» **WORK TO BE COMPLETED**: Keep only those lines of the records that include the string "entered".
-----
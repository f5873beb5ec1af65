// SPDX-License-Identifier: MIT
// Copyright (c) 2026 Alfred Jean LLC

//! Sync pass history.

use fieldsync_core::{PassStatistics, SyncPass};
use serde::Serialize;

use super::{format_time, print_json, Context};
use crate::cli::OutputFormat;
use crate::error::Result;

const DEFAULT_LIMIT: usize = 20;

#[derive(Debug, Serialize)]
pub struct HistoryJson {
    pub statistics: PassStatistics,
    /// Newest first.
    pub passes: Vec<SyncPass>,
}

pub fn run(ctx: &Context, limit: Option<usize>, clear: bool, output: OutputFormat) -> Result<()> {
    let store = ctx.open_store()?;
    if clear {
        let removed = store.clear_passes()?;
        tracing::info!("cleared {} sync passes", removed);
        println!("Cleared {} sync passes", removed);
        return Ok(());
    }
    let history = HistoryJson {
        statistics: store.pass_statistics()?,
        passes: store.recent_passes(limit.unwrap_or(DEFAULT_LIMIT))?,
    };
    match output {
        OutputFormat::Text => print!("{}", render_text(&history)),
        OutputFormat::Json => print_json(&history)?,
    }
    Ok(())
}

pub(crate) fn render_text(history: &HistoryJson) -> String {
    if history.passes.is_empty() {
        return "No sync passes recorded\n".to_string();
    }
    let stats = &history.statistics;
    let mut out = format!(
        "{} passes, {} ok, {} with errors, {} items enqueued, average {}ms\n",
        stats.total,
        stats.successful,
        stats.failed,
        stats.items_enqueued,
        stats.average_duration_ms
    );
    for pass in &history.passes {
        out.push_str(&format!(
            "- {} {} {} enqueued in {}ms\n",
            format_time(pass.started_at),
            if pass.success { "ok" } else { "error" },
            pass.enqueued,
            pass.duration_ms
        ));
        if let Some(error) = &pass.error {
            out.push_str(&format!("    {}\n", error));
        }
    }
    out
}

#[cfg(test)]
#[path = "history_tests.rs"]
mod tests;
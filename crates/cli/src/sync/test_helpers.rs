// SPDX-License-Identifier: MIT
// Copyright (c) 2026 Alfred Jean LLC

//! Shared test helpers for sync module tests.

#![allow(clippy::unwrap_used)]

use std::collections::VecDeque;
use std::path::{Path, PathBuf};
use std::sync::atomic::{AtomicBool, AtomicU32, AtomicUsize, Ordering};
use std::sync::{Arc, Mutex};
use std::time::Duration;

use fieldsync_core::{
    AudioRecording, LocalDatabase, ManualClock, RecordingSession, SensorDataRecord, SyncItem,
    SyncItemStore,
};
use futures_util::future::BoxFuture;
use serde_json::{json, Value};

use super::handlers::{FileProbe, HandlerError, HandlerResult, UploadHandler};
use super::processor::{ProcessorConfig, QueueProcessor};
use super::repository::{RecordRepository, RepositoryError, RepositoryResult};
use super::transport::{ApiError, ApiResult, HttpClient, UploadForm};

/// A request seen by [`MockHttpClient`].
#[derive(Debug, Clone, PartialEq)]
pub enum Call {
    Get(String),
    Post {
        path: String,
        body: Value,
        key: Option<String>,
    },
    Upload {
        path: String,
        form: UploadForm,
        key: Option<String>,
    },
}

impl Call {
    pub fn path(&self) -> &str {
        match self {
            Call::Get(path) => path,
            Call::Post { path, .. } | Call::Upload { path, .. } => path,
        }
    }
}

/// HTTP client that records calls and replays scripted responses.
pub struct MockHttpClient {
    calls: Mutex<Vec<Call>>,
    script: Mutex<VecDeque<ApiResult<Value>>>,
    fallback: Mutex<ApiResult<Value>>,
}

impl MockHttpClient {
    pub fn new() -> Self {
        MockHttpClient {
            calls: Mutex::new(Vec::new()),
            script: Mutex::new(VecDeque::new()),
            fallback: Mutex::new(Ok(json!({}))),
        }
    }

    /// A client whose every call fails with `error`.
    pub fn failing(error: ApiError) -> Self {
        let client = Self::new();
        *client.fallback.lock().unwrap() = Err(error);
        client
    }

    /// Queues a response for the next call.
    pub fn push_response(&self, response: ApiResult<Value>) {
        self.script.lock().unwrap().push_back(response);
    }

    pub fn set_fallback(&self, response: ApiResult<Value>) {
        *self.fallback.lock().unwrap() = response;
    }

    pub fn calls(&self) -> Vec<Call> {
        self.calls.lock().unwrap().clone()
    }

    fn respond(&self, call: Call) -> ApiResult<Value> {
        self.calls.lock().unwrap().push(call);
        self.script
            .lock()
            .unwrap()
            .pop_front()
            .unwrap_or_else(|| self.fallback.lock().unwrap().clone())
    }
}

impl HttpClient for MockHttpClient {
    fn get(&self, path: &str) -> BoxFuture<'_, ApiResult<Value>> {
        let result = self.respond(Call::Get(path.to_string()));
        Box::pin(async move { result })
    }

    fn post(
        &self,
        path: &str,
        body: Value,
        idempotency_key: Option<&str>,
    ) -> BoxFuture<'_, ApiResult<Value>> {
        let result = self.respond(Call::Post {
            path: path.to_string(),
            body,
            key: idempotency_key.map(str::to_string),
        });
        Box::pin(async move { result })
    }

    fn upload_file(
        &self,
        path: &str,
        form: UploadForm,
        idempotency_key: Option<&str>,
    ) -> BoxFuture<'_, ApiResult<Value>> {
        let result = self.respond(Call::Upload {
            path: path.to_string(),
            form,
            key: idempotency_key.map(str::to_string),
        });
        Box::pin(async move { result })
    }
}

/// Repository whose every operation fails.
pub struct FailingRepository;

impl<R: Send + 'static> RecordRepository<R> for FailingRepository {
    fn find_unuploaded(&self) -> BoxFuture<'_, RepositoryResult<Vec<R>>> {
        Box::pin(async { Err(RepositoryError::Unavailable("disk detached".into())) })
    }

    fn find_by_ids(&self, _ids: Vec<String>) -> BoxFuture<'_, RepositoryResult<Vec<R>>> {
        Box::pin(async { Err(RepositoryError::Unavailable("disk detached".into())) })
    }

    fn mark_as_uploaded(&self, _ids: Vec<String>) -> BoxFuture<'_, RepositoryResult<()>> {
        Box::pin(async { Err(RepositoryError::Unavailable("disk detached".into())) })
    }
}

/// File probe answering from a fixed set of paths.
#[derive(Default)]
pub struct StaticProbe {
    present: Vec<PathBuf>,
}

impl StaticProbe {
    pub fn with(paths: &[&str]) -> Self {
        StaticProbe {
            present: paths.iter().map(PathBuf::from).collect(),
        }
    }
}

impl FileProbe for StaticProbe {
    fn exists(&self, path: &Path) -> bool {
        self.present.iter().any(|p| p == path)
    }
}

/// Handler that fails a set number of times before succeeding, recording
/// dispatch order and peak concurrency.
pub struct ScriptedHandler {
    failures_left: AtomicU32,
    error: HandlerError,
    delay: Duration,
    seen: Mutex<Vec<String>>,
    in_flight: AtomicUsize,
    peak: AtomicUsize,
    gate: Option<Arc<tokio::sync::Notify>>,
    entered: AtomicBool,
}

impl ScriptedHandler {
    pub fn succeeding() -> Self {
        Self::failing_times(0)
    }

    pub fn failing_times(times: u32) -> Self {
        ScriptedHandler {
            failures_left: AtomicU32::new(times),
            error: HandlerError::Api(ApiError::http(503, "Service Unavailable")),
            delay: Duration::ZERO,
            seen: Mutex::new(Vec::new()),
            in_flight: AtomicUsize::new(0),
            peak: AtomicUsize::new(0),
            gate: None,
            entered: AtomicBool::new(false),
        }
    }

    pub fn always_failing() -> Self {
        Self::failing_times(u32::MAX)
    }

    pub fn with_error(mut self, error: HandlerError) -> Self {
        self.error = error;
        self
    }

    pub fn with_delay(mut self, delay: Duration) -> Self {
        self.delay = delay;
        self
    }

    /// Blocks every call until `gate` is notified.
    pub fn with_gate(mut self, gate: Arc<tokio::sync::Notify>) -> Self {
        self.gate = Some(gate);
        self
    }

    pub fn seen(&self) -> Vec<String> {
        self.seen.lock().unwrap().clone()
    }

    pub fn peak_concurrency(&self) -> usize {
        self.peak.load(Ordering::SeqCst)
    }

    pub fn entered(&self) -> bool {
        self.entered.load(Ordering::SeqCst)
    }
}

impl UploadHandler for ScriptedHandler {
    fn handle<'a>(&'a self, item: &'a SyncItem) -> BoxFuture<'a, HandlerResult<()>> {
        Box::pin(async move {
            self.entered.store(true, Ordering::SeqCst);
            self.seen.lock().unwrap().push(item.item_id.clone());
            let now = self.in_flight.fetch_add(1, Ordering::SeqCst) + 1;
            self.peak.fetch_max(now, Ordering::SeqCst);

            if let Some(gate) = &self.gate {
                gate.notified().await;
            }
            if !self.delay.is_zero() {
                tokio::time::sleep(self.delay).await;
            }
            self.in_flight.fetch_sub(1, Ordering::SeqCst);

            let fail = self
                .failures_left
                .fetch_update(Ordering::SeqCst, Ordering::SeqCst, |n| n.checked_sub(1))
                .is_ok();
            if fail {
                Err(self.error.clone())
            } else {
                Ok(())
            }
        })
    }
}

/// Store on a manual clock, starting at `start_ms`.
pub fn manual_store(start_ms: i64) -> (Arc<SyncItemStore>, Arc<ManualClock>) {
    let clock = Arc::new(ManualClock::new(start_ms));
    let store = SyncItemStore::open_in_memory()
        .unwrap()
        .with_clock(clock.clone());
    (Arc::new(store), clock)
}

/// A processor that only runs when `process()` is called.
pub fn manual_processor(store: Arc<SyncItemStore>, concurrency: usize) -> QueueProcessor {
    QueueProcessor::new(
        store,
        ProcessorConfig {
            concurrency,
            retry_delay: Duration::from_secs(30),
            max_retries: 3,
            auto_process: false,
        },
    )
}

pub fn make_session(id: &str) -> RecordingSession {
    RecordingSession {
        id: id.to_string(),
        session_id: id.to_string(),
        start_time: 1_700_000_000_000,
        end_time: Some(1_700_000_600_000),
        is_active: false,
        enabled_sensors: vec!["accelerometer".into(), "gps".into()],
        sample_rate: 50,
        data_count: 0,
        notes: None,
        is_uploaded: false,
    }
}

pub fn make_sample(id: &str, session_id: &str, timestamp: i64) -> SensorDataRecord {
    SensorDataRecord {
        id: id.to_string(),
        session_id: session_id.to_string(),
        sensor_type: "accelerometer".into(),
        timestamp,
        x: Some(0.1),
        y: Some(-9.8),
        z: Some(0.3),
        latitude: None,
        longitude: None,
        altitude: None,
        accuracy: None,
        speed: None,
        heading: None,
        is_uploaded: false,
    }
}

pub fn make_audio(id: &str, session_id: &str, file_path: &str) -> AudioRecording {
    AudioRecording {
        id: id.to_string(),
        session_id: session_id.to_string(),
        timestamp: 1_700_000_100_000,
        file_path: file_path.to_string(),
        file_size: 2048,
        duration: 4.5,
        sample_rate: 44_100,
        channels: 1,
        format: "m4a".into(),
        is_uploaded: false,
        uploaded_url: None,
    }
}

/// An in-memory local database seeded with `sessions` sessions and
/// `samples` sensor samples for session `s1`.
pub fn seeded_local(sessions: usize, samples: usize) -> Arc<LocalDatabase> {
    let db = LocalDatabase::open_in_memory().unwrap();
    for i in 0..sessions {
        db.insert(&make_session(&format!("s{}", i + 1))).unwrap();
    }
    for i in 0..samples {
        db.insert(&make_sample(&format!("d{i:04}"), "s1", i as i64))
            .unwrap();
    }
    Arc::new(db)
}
-----
» **EXERCISE RESULT**:
    entered: AtomicBool,
            entered: AtomicBool::new(false),
    pub fn entered(&self) -> bool {
        self.entered.load(Ordering::SeqCst)
            self.entered.store(true, Ordering::SeqCst);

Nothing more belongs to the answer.